Finding the right words
In the past, when older people became confused and forgetful, we called them “senile.” Today we use these terms to describe the disorders of cognitive decline:

Alzheimer’s disease
The most common form of dementia involves protein plaques and tangles in the brain. Eventually nerve cells become damaged and die, leading to problems with memory, thinking, speaking, and even swallowing and walking.

Symptoms of mental decline, such as memory loss, that affect daily life. Some cases are reversible, such as those due to side effects of medication or vitamin deficiency.

Frontotemporal dementia
A condition that damages the portion of the brain that lies behind the forehead and ears (frontal and temporal lobes), impairing judgment, emotions, speech, and some types of movement.

Lewy body dementia
A disorder in which clumps of protein accumulate in nerve cells.

Mild cognitive impairment
Problems with memory or judgment that don’t interfere with daily life. This may be an early stage of dementia, or it may never worsen.

Mixed dementia
Illness caused by more than one form of dementia, which occurs in about half of cases.

Vascular dementia
This form stems from strokes or bleeding in the brain due to blocked or damaged blood vessels. The primary symptom may be difficulty making decisions rather than memory loss.

Younger/Early-onset Alzheimer’s
About 5 percent of people with Alzheimer’s are under age 65. This variation is often inherited.
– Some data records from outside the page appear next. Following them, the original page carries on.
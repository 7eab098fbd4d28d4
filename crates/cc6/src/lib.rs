//! cc6: controlled-vocabulary compliance checks for CORDEX-CMIP6 datasets.
//!
//! The engine takes a dataset's metadata, resolves it against the project's
//! versioned controlled vocabulary (the CMOR tables), evaluates a declarative
//! rule set and aggregates the results into the score structure of a
//! compliance-checking host.
//!
//! # Core Principles
//!
//! - **Exact**: CV lookups and value comparisons are case-sensitive and
//!   exact; nothing is silently corrected
//! - **Deterministic**: identical inputs always give identical reports
//! - **Skip, don't cascade**: missing prerequisites and CV gaps yield `skip`,
//!   never a dataset failure
//!
//! # Example
//!
//! ```no_run
//! use cc6::{Cc6Checker, CheckerConfig, DatasetHeader};
//!
//! let checker = Cc6Checker::new(CheckerConfig::from_env()).unwrap();
//! let dataset = DatasetHeader::load("tas_header.json").unwrap();
//! let report = checker.check_all(&dataset).unwrap();
//!
//! for group in &report.groups {
//!     println!("{}: {}/{}", group.name, group.passed, group.total);
//! }
//! ```

pub mod config;
pub mod cv;
pub mod error;
pub mod metadata;
pub mod report;
pub mod rules;
pub mod validation;

mod checker;

pub use checker::{check_name, Cc6Checker, CheckInfo};
pub use config::CheckerConfig;
pub use cv::{CvNode, CvRepository, CvSource, CvTable, InMemorySource, TablesDirectory, VocabularyPath};
pub use error::{Cc6Error, Result};
pub use metadata::{AttrValue, DatasetHeader, HostDataset, MetadataAdapter, MetadataNode, MetadataSnapshot};
pub use report::{aggregate, AggregateReport, GroupReport, HostResult};
pub use rules::{Rule, RuleSet};
pub use validation::{Disposition, EvaluationContext, Evaluator, RuleResult, Severity, Target};
//! Shared fixtures: a small CORDEX-CMIP6 CV and a compliant dataset header.

#![allow(dead_code)]

use std::fs;
use std::path::Path;

use serde_json::{json, Value};
use tempfile::TempDir;

use cc6::{CheckerConfig, DatasetHeader};

pub const PROJECT: &str = "CORDEX-CMIP6";

/// Table documents keyed by table name.
pub fn cv_tables() -> Vec<(&'static str, Value)> {
    vec![
        (
            "CV",
            json!({
                "CV": {
                    "required_global_attributes": [
                        "activity_id", "creation_date", "domain", "domain_id",
                        "driving_experiment", "driving_experiment_id", "driving_source_id",
                        "driving_variant_label", "frequency", "institution", "institution_id",
                        "mip_era", "product", "project_id", "source_id", "source_type",
                        "tracking_id", "variable_id", "version_realization"
                    ],
                    "activity_id": {"DD": "Dynamical downscaling", "ESD": "Empirical statistical downscaling"},
                    "domain_id": {
                        "EUR-12": {"domain": "Europe", "grid_resolution": "0.11"},
                        "AFR-50": {"domain": "Africa", "grid_resolution": "0.44"}
                    },
                    "driving_experiment_id": {
                        "historical": "all-forcing simulation of the recent past",
                        "ssp370": "update of RCP7.0 based on SSP3"
                    },
                    "driving_source_id": {"MPI-ESM1-2-HR": "MPI-ESM1.2-HR", "NorESM2-MM": "NorESM2-MM"},
                    "driving_variant_label": [r"r[[:digit:]]\{1,\}i[[:digit:]]\{1,\}p[[:digit:]]\{1,\}f[[:digit:]]\{1,\}$"],
                    "frequency": {"1hr": "sampled hourly", "6hr": "6 hourly", "day": "daily", "mon": "monthly", "fx": "fixed"},
                    "institution_id": {
                        "GERICS": "Climate Service Center Germany",
                        "DMI": "Danish Meteorological Institute"
                    },
                    "mip_era": ["CMIP6"],
                    "product": ["model-output"],
                    "project_id": ["CORDEX"],
                    "source_id": {"REMO2020": {"label": "REMO2020"}, "HCLIM43-ALADIN": {"label": "HCLIM"}},
                    "source_type": {"ARCM": "Atmospheric Regional Climate Model", "AORCM": "Coupled RCM"},
                    "version_realization": [r"v[[:digit:]]\{1,\}-r[[:digit:]]\{1,\}"]
                }
            }),
        ),
        (
            "coordinate",
            json!({
                "axis_entry": {
                    "time": {"out_name": "time", "axis": "T", "value": ""},
                    "latitude": {"out_name": "lat", "axis": "Y", "value": ""},
                    "longitude": {"out_name": "lon", "axis": "X", "value": ""},
                    "height2m": {"out_name": "height", "axis": "Z", "value": "2.0"}
                }
            }),
        ),
        (
            "grids",
            json!({
                "axis_entry": {
                    "grid_latitude": {"out_name": "rlat", "axis": "Y"},
                    "grid_longitude": {"out_name": "rlon", "axis": "X"}
                },
                "variable_entry": {
                    "latitude": {"out_name": "lat"},
                    "longitude": {"out_name": "lon"},
                    "vertices_latitude": {"out_name": "vertices_latitude"}
                }
            }),
        ),
        ("formula_terms", json!({"formula_entry": {"ptop": {"out_name": "ptop"}}})),
        (
            "1hr",
            json!({"variable_entry": {"pr": variable_entry("1hr", "precipitation_flux", "kg m-2 s-1", "Precipitation", "area: time: mean")}}),
        ),
        ("6hr", json!({"variable_entry": {}})),
        (
            "day",
            json!({"variable_entry": {
                "tas": variable_entry("day", "air_temperature", "K", "Near-Surface Air Temperature", "area: mean time: mean"),
                "pr": variable_entry("day", "precipitation_flux", "kg m-2 s-1", "Precipitation", "area: time: mean")
            }}),
        ),
        (
            "mon",
            json!({"variable_entry": {
                "tas": variable_entry("mon", "air_temperature", "K", "Near-Surface Air Temperature", "area: time: mean")
            }}),
        ),
        (
            "fx",
            json!({"variable_entry": {"orog": {
                "frequency": "fx",
                "standard_name": "surface_altitude",
                "units": "m",
                "long_name": "Surface Altitude",
                "cell_methods": "area: mean",
                "dimensions": "longitude latitude"
            }}}),
        ),
    ]
}

fn variable_entry(frequency: &str, standard_name: &str, units: &str, long_name: &str, cell_methods: &str) -> Value {
    json!({
        "frequency": frequency,
        "standard_name": standard_name,
        "units": units,
        "long_name": long_name,
        "cell_methods": cell_methods,
        "dimensions": "longitude latitude time height2m"
    })
}

/// Write the fixture tables as `<project>_<table>.json` files.
pub fn write_tables(dir: &Path) {
    for (name, document) in cv_tables() {
        let path = dir.join(format!("{}_{}.json", PROJECT, name));
        fs::write(path, serde_json::to_vec_pretty(&document).unwrap()).unwrap();
    }
}

/// A temporary tables directory plus a config pointing at it.
pub fn tables_dir() -> (TempDir, CheckerConfig) {
    let dir = TempDir::new().expect("Failed to create temp dir");
    write_tables(dir.path());
    let config = CheckerConfig::default().with_tables_path(dir.path());
    (dir, config)
}

/// Days from 1950-01-01 to 1954-12-31, one daily file chunk.
pub const DAYS_1950_1954: usize = 1826;

/// Mid-day stamps in "days since 1950-01-01" for `days` consecutive days.
pub fn daily_means(days: usize) -> Vec<f64> {
    (0..days).map(|day| day as f64 + 0.5).collect()
}

/// A compliant daily `tas` header on a rotated-pole grid, covering the
/// five years 1950-1954.
pub fn compliant_header_json() -> Value {
    json!({
        "attrs": {
            "activity_id": "DD",
            "creation_date": "2024-05-01T12:00:00Z",
            "domain": "Europe",
            "domain_id": "EUR-12",
            "driving_experiment": "all-forcing simulation of the recent past",
            "driving_experiment_id": "historical",
            "driving_source_id": "MPI-ESM1-2-HR",
            "driving_variant_label": "r1i1p1f1",
            "frequency": "day",
            "institution": "Climate Service Center Germany",
            "institution_id": "GERICS",
            "mip_era": "CMIP6",
            "product": "model-output",
            "project_id": "CORDEX",
            "source_id": "REMO2020",
            "source_type": "ARCM",
            "tracking_id": "hdl:21.14103/0c0b6b5e-1f6a-4d8c-9e3b-2a1f7c9d8e01",
            "variable_id": "tas",
            "version_realization": "v1-r1"
        },
        "dims": {"time": DAYS_1950_1954, "rlat": 4, "rlon": 5, "bnds": 2},
        "coords": {
            "time": {
                "dims": ["time"],
                "attrs": {
                    "standard_name": "time",
                    "units": "days since 1950-01-01 00:00:00",
                    "calendar": "proleptic_gregorian",
                    "bounds": "time_bnds"
                },
                "data": daily_means(DAYS_1950_1954)
            },
            "rlat": {"dims": ["rlat"], "attrs": {"standard_name": "grid_latitude", "units": "degrees"}},
            "rlon": {"dims": ["rlon"], "attrs": {"standard_name": "grid_longitude", "units": "degrees"}},
            "lat": {"dims": ["rlat", "rlon"], "attrs": {"standard_name": "latitude", "units": "degrees_north"}},
            "lon": {"dims": ["rlat", "rlon"], "attrs": {"standard_name": "longitude", "units": "degrees_east"}},
            "height": {"dims": [], "attrs": {"standard_name": "height", "units": "m"}}
        },
        "data_vars": {
            "tas": {
                "dims": ["time", "rlat", "rlon"],
                "attrs": {
                    "standard_name": "air_temperature",
                    "units": "K",
                    "long_name": "Near-Surface Air Temperature",
                    "cell_methods": "area: mean time: mean",
                    "grid_mapping": "rotated_pole",
                    "coordinates": "lat lon height"
                },
                "dtype": "float32",
                "encoding": {"zlib": true, "complevel": 1, "shuffle": true}
            },
            "time_bnds": {"dims": ["time", "bnds"], "attrs": {}},
            "rotated_pole": {"dims": [], "attrs": {"grid_mapping_name": "rotated_latitude_longitude"}}
        },
        "encoding": {
            "unlimited_dims": ["time"],
            "data_model": "NETCDF4_CLASSIC",
            "disk_format": "HDF5"
        }
    })
}

/// Parse a header from JSON.
pub fn header(value: &Value) -> DatasetHeader {
    DatasetHeader::from_json_str(&value.to_string()).expect("valid header")
}

/// The compliant header with `edit` applied.
pub fn header_with(edit: impl FnOnce(&mut Value)) -> DatasetHeader {
    let mut value = compliant_header_json();
    edit(&mut value);
    header(&value)
}
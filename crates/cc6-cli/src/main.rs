//! cc6 CLI - CORDEX-CMIP6 compliance checks.

mod cli;
mod commands;

use clap::Parser;
use cli::{Cli, Commands};
use tracing_subscriber::{layer::SubscriberExt, util::SubscriberInitExt, EnvFilter};

fn init_logging(verbose: bool, log_json: bool) {
    let default = if verbose { "debug" } else { "warn" };
    let filter = EnvFilter::try_from_default_env().unwrap_or_else(|_| EnvFilter::new(default));
    let registry = tracing_subscriber::registry().with(filter);
    if log_json {
        registry
            .with(tracing_subscriber::fmt::layer().json().with_writer(std::io::stderr))
            .init();
    } else {
        registry
            .with(tracing_subscriber::fmt::layer().with_writer(std::io::stderr))
            .init();
    }
}

fn main() {
    let cli = Cli::parse();
    init_logging(cli.verbose, cli.log_json);

    let result = match cli.command {
        Commands::Check {
            file,
            tables,
            rules,
            check,
            all,
            json,
        } => commands::check::run(file, tables, rules, check, all, json),

        Commands::Checks { rules, json } => commands::checks::run(rules, json),

        Commands::Rules => commands::rules::run(),
    };

    match result {
        Ok(true) => {}
        Ok(false) => std::process::exit(2),
        Err(e) => {
            eprintln!("Error: {}", e);
            std::process::exit(1);
        }
    }
}
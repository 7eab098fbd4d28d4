//! Declarative rules.
//!
//! A [`Rule`] describes one check as data: its scope, the kind of check, the
//! CV paths it reads and its severity. Rules are grouped into a [`RuleSet`]
//! and interpreted by the [`crate::validation::Evaluator`].

mod cordex;
mod posix;
mod rule;
mod template;

pub use cordex::{
    CONSISTENCY, COORDINATES, DIMENSIONS, FILE_FORMAT, GLOBAL_ATTRIBUTES, PRESENT_VARIABLES,
    VARIABLE_ATTRIBUTES,
};
pub use posix::convert_posix_to_rust;
pub use rule::{
    AllowedSource, Check, Consistency, Normalization, Operand, PatternSource, Prerequisite,
    ReferencedBy, Rule, RuleSet, Scope, Subject, VariableSelector,
};
pub use template::{PathTemplate, Segment, Unbound};
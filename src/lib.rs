//! asset-cache-tier: semantic two-tier cache for creative asset pipelines.
//!
//! Generated assets (product cutouts, scene backgrounds, composites) are
//! expensive to produce, so the pipeline memoizes them through a hierarchy
//! of two storage tiers:
//!   Local disk (hot) → Cloud object store (durable, shared)
//!
//! Reads are served local-first with lazy download-and-promote on a remote
//! hit; writes land locally first and upload asynchronously. The cache
//! degrades to local-only operation when the remote tier is unreachable.

pub mod cache;
pub mod config;
pub mod remote;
Source: Alzheimer’s Association, 2015 Alzheimer’s Disease Facts and Figures,


Illustration by Iker Ayestaran

Atlanta’s search for a cure
Atlantans may hold clues to a cure for Alzheimer’s disease. This fall, researchers at Emory University will begin recruiting tens of thousands of adults for a long-term study to find the earliest markers of brain changes related to dementia. Other research institutions, such as Georgia Tech, are likely to collaborate.

The study will follow men and women between the ages of 45 and 75 with online assessments about physical activity, sleep, diet, and cognitive function. Some participants will have extensive medical exams, including brain scans, spinal taps, and blood tests. Researchers will analyze their genetics, metabolisms, immune systems, and brain functions.

Emory’s ambitious project stems from a $25 million “transformative” grant from the Goizueta Foundation, says Allan Levey, director of the Emory Alzheimer’s Disease Research Center and chair of the Department of Neurology at the Emory University School of Medicine.

Levey envisions the Atlanta study as the Alzheimer’s equivalent of the Framingham Heart Study, a pivotal research project that began with 5,209 men and women in the Massachusetts town in 1948. The study revealed major risks of heart disease, including high blood pressure, high cholesterol, diabetes, obesity, and smoking.

Similarly, researchers have much to learn about the causes of Alzheimer’s and other dementias. In 2012 the Obama administration released a National Alzheimer’s Plan that aimed to “prevent and effectively treat Alzheimer’s disease by 2025.” But so far that goal has proven to be elusive.

“We don’t have a single treatment right now that’s effective in slowing down the disease, so clearly that’s priority number one,” says Levey, who notes that Emory is already involved in ongoing prevention trials.

The numbers are daunting. Today 5.3 million Americans have Alzheimer’s. Care for it and other dementias is estimated to cost $226 billion this year. As the Baby Boom generation ages, the toll escalates. By one projection, care for Alzheimer’s patients will cost a trillion dollars in 2050. Yet Alzheimer’s research receives relatively little federal funding ($586 million this year) compared with cancer ($5.4 billion), HIV/AIDS ($3 billion), and heart disease and coronary artery disease ($1.6 billion).